use std::sync::{Arc, Mutex, MutexGuard};

use chrono::Utc;
use tokio::sync::{watch, Notify};
use tokio::task::JoinHandle;
use tokio::time::Instant;
use tracing::{debug, error, info, warn};

use crate::{
    error::{Result, SchedulerError},
    registry::JobRegistry,
    schedule::{describe_interval, format_time, roll_forward, wall_clock},
    types::{JobDefinition, JobInfo, SchedulerStatus},
};

/// Runtime state of one job inside the engine.
struct ScheduledJob {
    definition: Arc<JobDefinition>,
    next_run: Instant,
    /// Single-flight guard for scheduled fires.
    executing: bool,
}

/// State shared between the engine handle, the loop task and fire tasks.
struct Shared {
    jobs: Mutex<Vec<ScheduledJob>>,
    /// Wakes the loop when the schedule changes outside of a fire.
    wake: Notify,
}

/// The background loop currently installed, if any.
struct Runner {
    shutdown_tx: watch::Sender<bool>,
    handle: JoinHandle<()>,
}

/// Interval-driven job engine.
///
/// Owns one background task that sleeps until the earliest `next_run`, fires
/// every due job on its own task and never runs two scheduled fires of the
/// same job at once. Cheap to share behind an `Arc`; every method takes
/// `&self`.
pub struct SchedulerEngine {
    shared: Arc<Shared>,
    runner: Mutex<Option<Runner>>,
}

impl SchedulerEngine {
    /// Create one scheduled instance per registered job, each due
    /// `now + interval`. The engine starts stopped.
    pub fn new(registry: &JobRegistry) -> Result<Self> {
        let now = Instant::now();
        let mut jobs: Vec<ScheduledJob> = Vec::with_capacity(registry.len());
        for definition in registry.all() {
            if jobs.iter().any(|j| j.definition.id == definition.id) {
                return Err(SchedulerError::DuplicateId {
                    id: definition.id.clone(),
                });
            }
            jobs.push(ScheduledJob {
                definition: Arc::clone(definition),
                next_run: now + definition.interval,
                executing: false,
            });
        }
        info!(count = jobs.len(), "scheduled jobs set up");

        Ok(Self {
            shared: Arc::new(Shared {
                jobs: Mutex::new(jobs),
                wake: Notify::new(),
            }),
            runner: Mutex::new(None),
        })
    }

    /// Start the evaluation loop on the current tokio runtime.
    ///
    /// Returns `Ok(false)` if it was already running. Jobs whose `next_run`
    /// passed while the engine was stopped are moved to their next boundary
    /// instead of firing in a burst.
    pub fn start(&self) -> Result<bool> {
        let rt = tokio::runtime::Handle::try_current()
            .map_err(|e| SchedulerError::EngineState(format!("no tokio runtime: {e}")))?;

        let mut runner = self.runner();
        if let Some(current) = runner.as_ref() {
            if !current.handle.is_finished() {
                debug!("start requested but scheduler is already running");
                return Ok(false);
            }
            warn!("scheduler loop exited unexpectedly; starting a new one");
        }

        let count = {
            let now = Instant::now();
            let mut jobs = self.shared.jobs();
            for job in jobs.iter_mut().filter(|j| j.next_run <= now) {
                let (next, missed) = roll_forward(job.next_run, job.definition.interval, now);
                job.next_run = next;
                warn!(job_id = %job.definition.id, missed, "fires missed while stopped");
            }
            jobs.len()
        };

        let (shutdown_tx, shutdown_rx) = watch::channel(false);
        let handle = rt.spawn(run_loop(Arc::clone(&self.shared), shutdown_rx));
        *runner = Some(Runner {
            shutdown_tx,
            handle,
        });
        info!(jobs = count, "scheduler started");
        Ok(true)
    }

    /// Stop the evaluation loop and wait for it to exit.
    ///
    /// In-flight actions keep running to completion on their own tasks; no
    /// new fire starts once this returns. Returns `Ok(false)` if it was
    /// already stopped.
    pub async fn stop(&self) -> Result<bool> {
        let runner = self.runner().take();
        let Some(runner) = runner else {
            debug!("stop requested but scheduler is not running");
            return Ok(false);
        };

        // A send error means the loop is already gone; the join below reports why.
        let _ = runner.shutdown_tx.send(true);
        runner
            .handle
            .await
            .map_err(|e| SchedulerError::EngineState(format!("scheduler loop failed: {e}")))?;
        info!("scheduler stopped");
        Ok(true)
    }

    pub fn is_running(&self) -> bool {
        self.runner()
            .as_ref()
            .is_some_and(|r| !r.handle.is_finished())
    }

    pub fn job_count(&self) -> usize {
        self.shared.jobs().len()
    }

    /// Per-job status in registration order.
    pub fn jobs_info(&self) -> Vec<JobInfo> {
        self.jobs_info_with(self.is_running())
    }

    /// Engine-wide snapshot. The running flag is read once so it always
    /// agrees with the reported `next_run_time` values.
    pub fn status(&self) -> SchedulerStatus {
        let running = self.is_running();
        let jobs = self.jobs_info_with(running);
        SchedulerStatus {
            running,
            job_count: jobs.len(),
            jobs,
        }
    }

    fn jobs_info_with(&self, running: bool) -> Vec<JobInfo> {
        let now = Instant::now();
        let wall_now = Utc::now();
        self.shared
            .jobs()
            .iter()
            .map(|j| JobInfo {
                id: j.definition.id.clone(),
                name: j.definition.name.clone(),
                next_run_time: running.then(|| format_time(wall_clock(j.next_run, now, wall_now))),
                trigger: describe_interval(j.definition.interval),
                executing: j.executing,
            })
            .collect()
    }

    /// Monotonic deadline of the next scheduled fire for `id`.
    pub fn next_run(&self, id: &str) -> Option<Instant> {
        self.shared
            .jobs()
            .iter()
            .find(|j| j.definition.id == id)
            .map(|j| j.next_run)
    }

    /// Stop scheduling `id`. A fire already in progress is not interrupted.
    pub fn remove_job(&self, id: &str) -> Result<()> {
        {
            let mut jobs = self.shared.jobs();
            let before = jobs.len();
            jobs.retain(|j| j.definition.id != id);
            if jobs.len() == before {
                return Err(SchedulerError::UnknownJob { id: id.to_string() });
            }
        }
        self.shared.wake.notify_one();
        info!(job_id = %id, "job removed from schedule");
        Ok(())
    }

    fn runner(&self) -> MutexGuard<'_, Option<Runner>> {
        self.runner.lock().expect("scheduler runner poisoned")
    }
}

impl Shared {
    fn jobs(&self) -> MutexGuard<'_, Vec<ScheduledJob>> {
        self.jobs.lock().expect("scheduler state poisoned")
    }

    /// Fire every job due at `now` and return the earliest remaining deadline.
    fn fire_due(self: &Arc<Self>, now: Instant) -> Option<Instant> {
        let mut jobs = self.jobs();
        for job in jobs.iter_mut().filter(|j| j.next_run <= now) {
            let interval = job.definition.interval;
            let (next, steps) = roll_forward(job.next_run + interval, interval, now);
            job.next_run = next;
            if steps > 0 {
                warn!(job_id = %job.definition.id, missed = steps, "scheduler fell behind; missed fires coalesced");
            }

            if job.executing {
                warn!(job_id = %job.definition.id, "previous run still executing; fire skipped");
                continue;
            }
            job.executing = true;
            spawn_fire(Arc::clone(self), Arc::clone(&job.definition));
        }
        jobs.iter().map(|j| j.next_run).min()
    }

    /// Clear the single-flight flag once a fire has finished.
    fn finish(&self, id: &str) {
        if let Some(job) = self.jobs().iter_mut().find(|j| j.definition.id == id) {
            job.executing = false;
        }
    }
}

/// Run one scheduled fire on its own task.
///
/// The action gets a nested task so that a panic is observed as a
/// `JoinError` here and the single-flight flag is always released.
fn spawn_fire(shared: Arc<Shared>, definition: Arc<JobDefinition>) {
    tokio::spawn(async move {
        let started = Instant::now();
        debug!(job_id = %definition.id, name = %definition.name, "job fired");

        let action = Arc::clone(&definition.action);
        let outcome = tokio::spawn(async move { action.run().await }).await;
        let elapsed_ms = started.elapsed().as_millis() as u64;

        match outcome {
            Ok(Ok(())) => info!(job_id = %definition.id, elapsed_ms, "job completed"),
            Ok(Err(e)) => error!(job_id = %definition.id, elapsed_ms, "job failed: {e:#}"),
            Err(e) => error!(job_id = %definition.id, elapsed_ms, "job panicked: {e}"),
        }
        shared.finish(&definition.id);
    });
}

/// Main event loop. Sleeps until the next deadline until `shutdown` broadcasts `true`.
async fn run_loop(shared: Arc<Shared>, mut shutdown: watch::Receiver<bool>) {
    info!("scheduler loop started");
    loop {
        let deadline = shared.fire_due(Instant::now());
        let sleep = async {
            match deadline {
                Some(at) => tokio::time::sleep_until(at).await,
                None => std::future::pending::<()>().await,
            }
        };

        tokio::select! {
            biased;
            changed = shutdown.changed() => {
                if changed.is_err() || *shutdown.borrow() {
                    info!("scheduler loop shutting down");
                    break;
                }
            }
            _ = shared.wake.notified() => {}
            _ = sleep => {}
        }
    }
}
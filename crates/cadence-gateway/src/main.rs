use std::sync::Arc;

use cadence_core::config::{CadenceConfig, LogConfig, APP_DESCRIPTION, APP_NAME};
use cadence_scheduler::{JobInvoker, SchedulerEngine};
use clap::Parser;
use tracing::{error, info, warn};

mod app;
mod http;
mod jobs;

#[derive(Debug, Parser)]
#[command(name = "cadence-gateway", version, about = APP_DESCRIPTION)]
struct Cli {
    /// Path to cadence.toml (default: ~/.cadence/cadence.toml).
    #[arg(long, env = "CADENCE_CONFIG")]
    config: Option<String>,

    /// Override gateway.bind.
    #[arg(long)]
    bind: Option<String>,

    /// Override gateway.port.
    #[arg(long)]
    port: Option<u16>,

    /// Do not start the scheduler at boot (it can still be started over HTTP).
    #[arg(long)]
    no_scheduler: bool,
}

impl Cli {
    fn apply(&self, config: &mut CadenceConfig) {
        if let Some(ref bind) = self.bind {
            config.gateway.bind = bind.clone();
        }
        if let Some(port) = self.port {
            config.gateway.port = port;
        }
        if self.no_scheduler {
            config.scheduler.enabled = false;
        }
    }
}

#[tokio::main]
async fn main() -> anyhow::Result<()> {
    let cli = Cli::parse();

    // load config: --config > CADENCE_CONFIG env > ~/.cadence/cadence.toml
    let (mut config, load_error) = match CadenceConfig::load(cli.config.as_deref()) {
        Ok(config) => (config, None),
        Err(e) => (CadenceConfig::default(), Some(e)),
    };
    cli.apply(&mut config);

    init_tracing(&config.log);
    if let Some(e) = load_error {
        warn!("Config load failed ({}), using defaults", e);
    }

    // jobs → registry (frozen) → engine; the registry is shared, never global
    let registry = Arc::new(jobs::build_registry(&config)?);
    let scheduler = SchedulerEngine::new(&registry)?;
    let invoker = JobInvoker::new(Arc::clone(&registry));

    let addr = config.listen_addr()?;
    let state = Arc::new(app::AppState::new(config, scheduler, invoker));

    if state.config.scheduler.enabled {
        state.scheduler.start()?;
        info!("Scheduler started successfully");
    } else {
        info!("Scheduler disabled by configuration");
    }
    log_startup_info(&state);

    let router = app::build_router(Arc::clone(&state));
    let listener = tokio::net::TcpListener::bind(addr).await?;
    info!("Cadence gateway listening on {}", addr);

    axum::serve(listener, router)
        .with_graceful_shutdown(shutdown_signal())
        .await?;

    // in-flight jobs keep running on their own tasks until the runtime exits
    state.scheduler.stop().await?;
    info!("Cadence gateway stopped");
    Ok(())
}

/// `RUST_LOG` wins; otherwise `log.level` applies to the cadence crates.
fn init_tracing(log: &LogConfig) {
    let filter = tracing_subscriber::EnvFilter::try_from_default_env().unwrap_or_else(|_| {
        format!(
            "cadence_gateway={0},cadence_scheduler={0},cadence_core={0},tower_http=info",
            log.level
        )
        .into()
    });

    let subscriber = tracing_subscriber::fmt().with_env_filter(filter);
    if log.json {
        subscriber.json().init();
    } else {
        subscriber.init();
    }
}

fn log_startup_info(state: &app::AppState) {
    let rule = "=".repeat(50);
    info!("{rule}");
    info!(
        "Starting {} v{} ({})",
        APP_NAME,
        env!("CARGO_PKG_VERSION"),
        env!("CADENCE_GIT_SHA")
    );
    info!("{rule}");

    state.config.log_summary();

    info!("Scheduled jobs: {}", state.scheduler.job_count());
    for job in state.scheduler.jobs_info() {
        info!(
            "  Job: {} ({}) - Next run: {}",
            job.name,
            job.trigger,
            job.next_run_time.as_deref().unwrap_or("not scheduled")
        );
    }
    info!("{rule}");
}

/// Resolves when the process receives SIGINT or SIGTERM.
async fn shutdown_signal() {
    let ctrl_c = async {
        if let Err(e) = tokio::signal::ctrl_c().await {
            error!("failed to listen for Ctrl+C: {e}");
            std::future::pending::<()>().await;
        }
    };

    #[cfg(unix)]
    let terminate = async {
        match tokio::signal::unix::signal(tokio::signal::unix::SignalKind::terminate()) {
            Ok(mut sig) => {
                sig.recv().await;
            }
            Err(e) => {
                error!("failed to listen for SIGTERM: {e}");
                std::future::pending::<()>().await;
            }
        }
    };

    #[cfg(not(unix))]
    let terminate = std::future::pending::<()>();

    tokio::select! {
        _ = ctrl_c => {},
        _ = terminate => {},
    }
    info!("shutdown signal received");
}

#[cfg(test)]
mod tests {
    use super::*;

    #[test]
    fn cli_flags_override_config() {
        let cli = Cli::parse_from([
            "cadence-gateway",
            "--port",
            "8081",
            "--bind",
            "127.0.0.1",
            "--no-scheduler",
        ]);
        let mut config = CadenceConfig::default();
        cli.apply(&mut config);
        assert_eq!(config.gateway.port, 8081);
        assert_eq!(config.gateway.bind, "127.0.0.1");
        assert!(!config.scheduler.enabled);
    }

    #[test]
    fn cli_without_flags_keeps_config() {
        let cli = Cli::parse_from(["cadence-gateway"]);
        let mut config = CadenceConfig::default();
        cli.apply(&mut config);
        assert_eq!(config.gateway.port, 5000);
        assert!(config.scheduler.enabled);
    }
}
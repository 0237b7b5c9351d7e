//! Built-in jobs and their business logic.
//!
//! The scheduler treats these as opaque actions; everything job-specific
//! lives here.

use std::sync::Arc;
use std::time::Duration;

use async_trait::async_trait;
use cadence_core::CadenceConfig;
use cadence_scheduler::{JobAction, JobDefinition, JobRegistry};
use tracing::info;

pub const FUNCTION_1H: &str = "function_1h";
pub const FUNCTION_2H: &str = "function_2h";

const HOUR: Duration = Duration::from_secs(3_600);

/// Logs the local time it ran at. Placeholder for real business logic
/// (data processing, cleanup, reports).
struct TimestampTask {
    label: &'static str,
}

#[async_trait]
impl JobAction for TimestampTask {
    async fn run(&self) -> anyhow::Result<()> {
        let now = chrono::Local::now().format("%Y-%m-%d %H:%M:%S");
        info!("Function every {} executed at: {now}", self.label);
        Ok(())
    }
}

/// Register every built-in job, applying `[jobs.<id>]` interval overrides.
pub fn build_registry(config: &CadenceConfig) -> cadence_scheduler::Result<JobRegistry> {
    let mut registry = JobRegistry::new();

    registry.register(
        JobDefinition::new(
            FUNCTION_1H,
            "Function every 1 hour",
            config.interval_override(FUNCTION_1H).unwrap_or(HOUR),
            Arc::new(TimestampTask { label: "1h" }),
        )
        .with_description("Executes business logic every 1 hour"),
    )?;

    registry.register(
        JobDefinition::new(
            FUNCTION_2H,
            "Function every 2 hours",
            config.interval_override(FUNCTION_2H).unwrap_or(2 * HOUR),
            Arc::new(TimestampTask { label: "2h" }),
        )
        .with_description("Executes business logic every 2 hours"),
    )?;

    info!("Set up {} scheduled jobs", registry.len());
    Ok(registry)
}
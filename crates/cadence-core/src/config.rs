use std::collections::BTreeMap;
use std::net::SocketAddr;
use std::time::Duration;

use figment::{
    providers::{Env, Format, Toml},
    Figment,
};
use serde::{Deserialize, Serialize};
use tracing::info;

use crate::error::{CadenceError, Result};

pub const APP_NAME: &str = "Cadence Scheduled Jobs";
pub const APP_DESCRIPTION: &str = "An HTTP-controlled service running interval-driven background jobs";
pub const DEFAULT_PORT: u16 = 5000;
pub const DEFAULT_BIND: &str = "0.0.0.0";
pub const DEFAULT_LOG_LEVEL: &str = "info";

/// Top-level config (cadence.toml + CADENCE_* env overrides).
#[derive(Debug, Clone, Default, Serialize, Deserialize)]
pub struct CadenceConfig {
    #[serde(default)]
    pub gateway: GatewayConfig,
    #[serde(default)]
    pub scheduler: SchedulerConfig,
    #[serde(default)]
    pub log: LogConfig,
    /// Per-job overrides keyed by job id, e.g. `[jobs.function_1h]`.
    #[serde(default)]
    pub jobs: BTreeMap<String, JobOverride>,
}

#[derive(Debug, Clone, Serialize, Deserialize)]
pub struct GatewayConfig {
    #[serde(default = "default_bind")]
    pub bind: String,
    #[serde(default = "default_port")]
    pub port: u16,
}

impl Default for GatewayConfig {
    fn default() -> Self {
        Self {
            bind: default_bind(),
            port: default_port(),
        }
    }
}

#[derive(Debug, Clone, Serialize, Deserialize)]
pub struct SchedulerConfig {
    /// Start the scheduler when the process boots (default: true).
    /// Override with env var: CADENCE_SCHEDULER_ENABLED=false
    #[serde(default = "bool_true")]
    pub enabled: bool,
}

impl Default for SchedulerConfig {
    fn default() -> Self {
        Self { enabled: true }
    }
}

#[derive(Debug, Clone, Serialize, Deserialize)]
pub struct LogConfig {
    /// Default level when RUST_LOG is unset: trace, debug, info, warn or error.
    #[serde(default = "default_log_level")]
    pub level: String,
    /// Emit newline-delimited JSON instead of the human-readable format.
    #[serde(default)]
    pub json: bool,
}

impl Default for LogConfig {
    fn default() -> Self {
        Self {
            level: default_log_level(),
            json: false,
        }
    }
}

#[derive(Debug, Clone, Default, Serialize, Deserialize)]
pub struct JobOverride {
    /// Replaces the built-in interval for this job. Must be non-zero.
    pub interval_secs: Option<u64>,
}

fn bool_true() -> bool {
    true
}
fn default_port() -> u16 {
    DEFAULT_PORT
}
fn default_bind() -> String {
    DEFAULT_BIND.to_string()
}
fn default_log_level() -> String {
    DEFAULT_LOG_LEVEL.to_string()
}

impl CadenceConfig {
    /// Load config from a TOML file with CADENCE_* env var overrides.
    ///
    /// A missing file is not an error: every field has a default, so the
    /// service can run from env vars alone.
    ///
    /// Section keys split on `_` (`CADENCE_GATEWAY_PORT`). Job ids contain
    /// underscores themselves, so per-job overrides separate the id from the
    /// field with `__`: `CADENCE_JOBS_FUNCTION_1H__INTERVAL_SECS`.
    pub fn load(config_path: Option<&str>) -> Result<Self> {
        let path = config_path
            .map(String::from)
            .unwrap_or_else(default_config_path);

        let config: CadenceConfig = Figment::new()
            .merge(Toml::file(&path))
            .merge(
                Env::prefixed("CADENCE_")
                    .filter(|key| !key.starts_with("jobs_"))
                    .split("_"),
            )
            .merge(Env::prefixed("CADENCE_JOBS_").filter_map(|key| {
                let (id, field) = key.as_str().split_once("__")?;
                Some(format!("jobs.{id}.{field}").into())
            }))
            .extract()
            .map_err(|e| CadenceError::Config(e.to_string()))?;

        Ok(config)
    }

    /// Socket address the HTTP gateway binds to.
    pub fn listen_addr(&self) -> Result<SocketAddr> {
        format!("{}:{}", self.gateway.bind, self.gateway.port)
            .parse()
            .map_err(|e| {
                CadenceError::Config(format!(
                    "invalid gateway address {}:{}: {e}",
                    self.gateway.bind, self.gateway.port
                ))
            })
    }

    /// Configured interval for `job_id`, if overridden. Zero is treated as unset.
    pub fn interval_override(&self, job_id: &str) -> Option<Duration> {
        self.jobs
            .get(job_id)
            .and_then(|o| o.interval_secs)
            .filter(|secs| *secs > 0)
            .map(Duration::from_secs)
    }

    /// Log the effective configuration, one field per line.
    pub fn log_summary(&self) {
        info!("Application configuration:");
        info!("  Gateway bind: {}", self.gateway.bind);
        info!("  Gateway port: {}", self.gateway.port);
        info!("  Scheduler enabled: {}", self.scheduler.enabled);
        info!("  Log level: {}", self.log.level);
        info!("  Log format: {}", if self.log.json { "json" } else { "text" });
        for (id, o) in &self.jobs {
            if let Some(secs) = o.interval_secs {
                info!("  Job override: {id} every {secs}s");
            }
        }
    }
}

fn default_config_path() -> String {
    let home = std::env::var("HOME").unwrap_or_else(|_| ".".to_string());
    format!("{}/.cadence/cadence.toml", home)
}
____
» **Assignment**: Scan the material for the word "CadenceError". Return every line where it is found.

» **Task output**:
use crate::error::{CadenceError, Result};
            .map_err(|e| CadenceError::Config(e.to_string()))?;
                CadenceError::Config(format!(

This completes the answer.